32103
Vertiefungsseminar
WiSe 16/17: “Gendering Genre”: Constructions of Gender in American Genre Cinema
Nitya Koch
Kommentar
Throughout the history of American cinema, genre films constitute an integral part of popular commercial cinema. Westerns, comedies, musicals and gangster films, horror films and melodramas – to name some of Hollywood's major film genres – were staples of film production and favorites with the audience. During the time of the Hollywood Studio System, from the 1930s to 1950s, genre films, with their formulaic narratives and recurrent visual motifs, were ideally suited to Hollywood’s quasi-industrial, mass-production model of filmmaking, and thus formed the cornerstone of film American production.

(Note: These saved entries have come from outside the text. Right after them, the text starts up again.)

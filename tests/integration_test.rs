//! Integration tests for ffpilot
//!
//! These tests drive the public surface of ffpilot-tools the way the MCP
//! server does:
//! - Tool registry: builtins and their schemas
//! - Tool runner: argument validation and error mapping
//! - Process sessions: start, read, list, terminate through the tools

use std::sync::Arc;
use std::time::Duration;

use ffpilot_tools::{
    register_builtins, register_builtins_with_config, BuiltinsConfig, Error, MediaConfig,
    ProcessConfig, ProcessManager, ReadOutcome, RunnerConfig, ToolRegistry, ToolRunner,
};
use serde_json::json;

fn unix_config() -> ProcessConfig {
    ProcessConfig {
        allowed_commands: ["echo", "sleep"].iter().map(|s| s.to_string()).collect(),
        default_shell: Some("/bin/sh".to_string()),
        default_timeout_ms: 10_000,
        settle_window_ms: 300,
        ..Default::default()
    }
}

fn runner_with(config: ProcessConfig, media: MediaConfig) -> (ToolRunner, Arc<ProcessManager>) {
    let manager = Arc::new(ProcessManager::new(config));
    let mut registry = ToolRegistry::new();
    register_builtins_with_config(&mut registry, Arc::clone(&manager), &BuiltinsConfig { media });
    let runner = ToolRunner::new(
        Arc::new(registry),
        RunnerConfig::new(Duration::from_secs(10)),
    );
    (runner, manager)
}

// ============================================================================
// Tool Registry Integration Tests
// ============================================================================

#[tokio::test]
async fn test_tool_registry_with_builtins() {
    let manager = Arc::new(ProcessManager::new(ProcessConfig::default()));
    let mut registry = ToolRegistry::new();
    register_builtins(&mut registry, manager);

    let expected_tools = [
        "start_session",
        "read_output",
        "terminate_session",
        "list_sessions",
        "convert_media",
    ];
    for tool_name in expected_tools {
        assert!(
            registry.has(tool_name),
            "Tool '{}' should be registered",
            tool_name
        );
    }
    assert_eq!(registry.len(), expected_tools.len());
}

#[tokio::test]
async fn test_tool_definitions_have_schemas() {
    let manager = Arc::new(ProcessManager::new(ProcessConfig::default()));
    let mut registry = ToolRegistry::new();
    register_builtins(&mut registry, manager);

    for def in registry.list_enabled() {
        assert!(!def.description.is_empty(), "Tool '{}' should have description", def.name);
        assert_eq!(def.parameters["type"], "object", "Tool '{}' schema", def.name);
    }
}

// ============================================================================
// Runner Integration Tests
// ============================================================================

#[tokio::test]
async fn test_invalid_arguments_become_failures() {
    let (runner, _manager) = runner_with(unix_config(), MediaConfig::default());

    let exec = runner
        .execute("read_output", json!({"id": "abc"}))
        .await
        .unwrap();
    assert!(!exec.result.success);
    assert!(exec.result.text().contains("Invalid arguments"));

    let exec = runner.execute("start_session", json!([])).await.unwrap();
    assert!(!exec.result.success);
}

#[tokio::test]
async fn test_unknown_session_messages() {
    let (runner, _manager) = runner_with(unix_config(), MediaConfig::default());

    let exec = runner.execute("read_output", json!({"id": 4242424})).await.unwrap();
    assert_eq!(exec.result.text(), "No session found for PID 4242424");

    let exec = runner
        .execute("terminate_session", json!({"id": 4242424}))
        .await
        .unwrap();
    assert_eq!(exec.result.text(), "No active session found for PID 4242424");

    let exec = runner.execute("list_sessions", json!({})).await.unwrap();
    assert_eq!(exec.result.text(), "No active sessions");
}

#[tokio::test]
async fn test_unknown_tool_is_error() {
    let (runner, _manager) = runner_with(unix_config(), MediaConfig::default());
    let err = runner.execute("exec", json!({})).await.unwrap_err();
    assert!(matches!(err, Error::NotFound(_)));
}

// ============================================================================
// Session Lifecycle Integration Tests
// ============================================================================

#[cfg(unix)]
#[tokio::test]
async fn test_session_lifecycle_through_tools() {
    let (runner, manager) = runner_with(unix_config(), MediaConfig::default());

    let exec = runner
        .execute("start_session", json!({"command": "echo ready; sleep 10"}))
        .await
        .unwrap();
    assert!(exec.result.success);
    let id = exec.result.output["id"].as_u64().unwrap();
    let text = exec.result.text();
    assert!(text.starts_with(&format!("Process started with PID {}", id)));
    assert!(text.contains("ready"));
    assert!(text.contains("Command is still running"));

    // The initial snapshot is not consumed.
    let exec = runner.execute("read_output", json!({"id": id})).await.unwrap();
    assert!(exec.result.text().contains("ready"));
    let exec = runner.execute("read_output", json!({"id": id})).await.unwrap();
    assert_eq!(exec.result.text(), "No new output");

    let exec = runner.execute("list_sessions", json!({})).await.unwrap();
    let listing = exec.result.text();
    assert!(listing.contains(&format!("PID: {}, Running: yes", id)));

    let exec = runner
        .execute("terminate_session", json!({"id": id}))
        .await
        .unwrap();
    assert_eq!(exec.result.text(), format!("Successfully terminated session {}", id));
    assert!(manager.list_sessions().await.is_empty());
}

#[cfg(unix)]
#[tokio::test]
async fn test_finished_session_is_reaped_after_read() {
    let (runner, manager) = runner_with(unix_config(), MediaConfig::default());

    let exec = runner
        .execute("start_session", json!({"command": "echo done"}))
        .await
        .unwrap();
    let id = exec.result.output["id"].as_u64().unwrap() as u32;

    for _ in 0..100 {
        let Some(session) = manager.store().get(id) else {
            break;
        };
        if !session.is_running().await {
            break;
        }
        tokio::time::sleep(Duration::from_millis(50)).await;
    }

    let ReadOutcome::Output(text) = manager.read_output(id).await else {
        panic!("expected final output");
    };
    assert!(text.contains("done"));
    assert!(text.contains("[process exited with code 0]"));
    assert_eq!(manager.read_output(id).await, ReadOutcome::NotFound);
}

#[cfg(unix)]
#[tokio::test]
async fn test_chained_command_is_not_inspected() {
    // Only the leading token is checked; chaining is a known gap.
    let (runner, manager) = runner_with(unix_config(), MediaConfig::default());

    let exec = runner
        .execute("start_session", json!({"command": "echo a; printf chained"}))
        .await
        .unwrap();
    assert!(exec.result.success);
    assert!(exec.result.text().contains("chained"));
    manager.shutdown().await;
}

#[cfg(unix)]
#[tokio::test]
async fn test_convert_media_runs_as_session() {
    let dir = tempfile::tempdir().unwrap();
    let input = dir.path().join("in.wav");
    std::fs::write(&input, b"RIFF").unwrap();
    let output = dir.path().join("out.mp3");

    let (runner, manager) = runner_with(
        unix_config(),
        MediaConfig {
            ffmpeg_path: "echo".to_string(),
            ..Default::default()
        },
    );

    let exec = runner
        .execute(
            "convert_media",
            json!({
                "input": input.to_str().unwrap(),
                "output": output.to_str().unwrap(),
                "overwrite": true,
                "timeoutMs": 5000
            }),
        )
        .await
        .unwrap();
    assert!(exec.result.success, "{}", exec.result.text());
    assert!(exec.result.output["command"]
        .as_str()
        .unwrap()
        .starts_with("echo -hide_banner -y -i "));
    assert!(exec.result.text().contains("out.mp3"));
    manager.shutdown().await;
}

Genres serve as descriptive labels with which producers advertise to the audience which pleasures can be expected from a certain film, and spectators take pleasure in the repetition and variation of familiar stories, and in having their expectations shaped, satisfied or challenged by the individual film’s use of the genre’s conventions. Scholars of American popular culture use categories of genre to describe recurrent patterns and identify the basic mythological structure with which they articulate and theatricalize central cultural conflicts. Genre analysis investigates conventions and social functions, and how they evolve over time, and also constitutes a framework for the consideration of economic and historical contexts.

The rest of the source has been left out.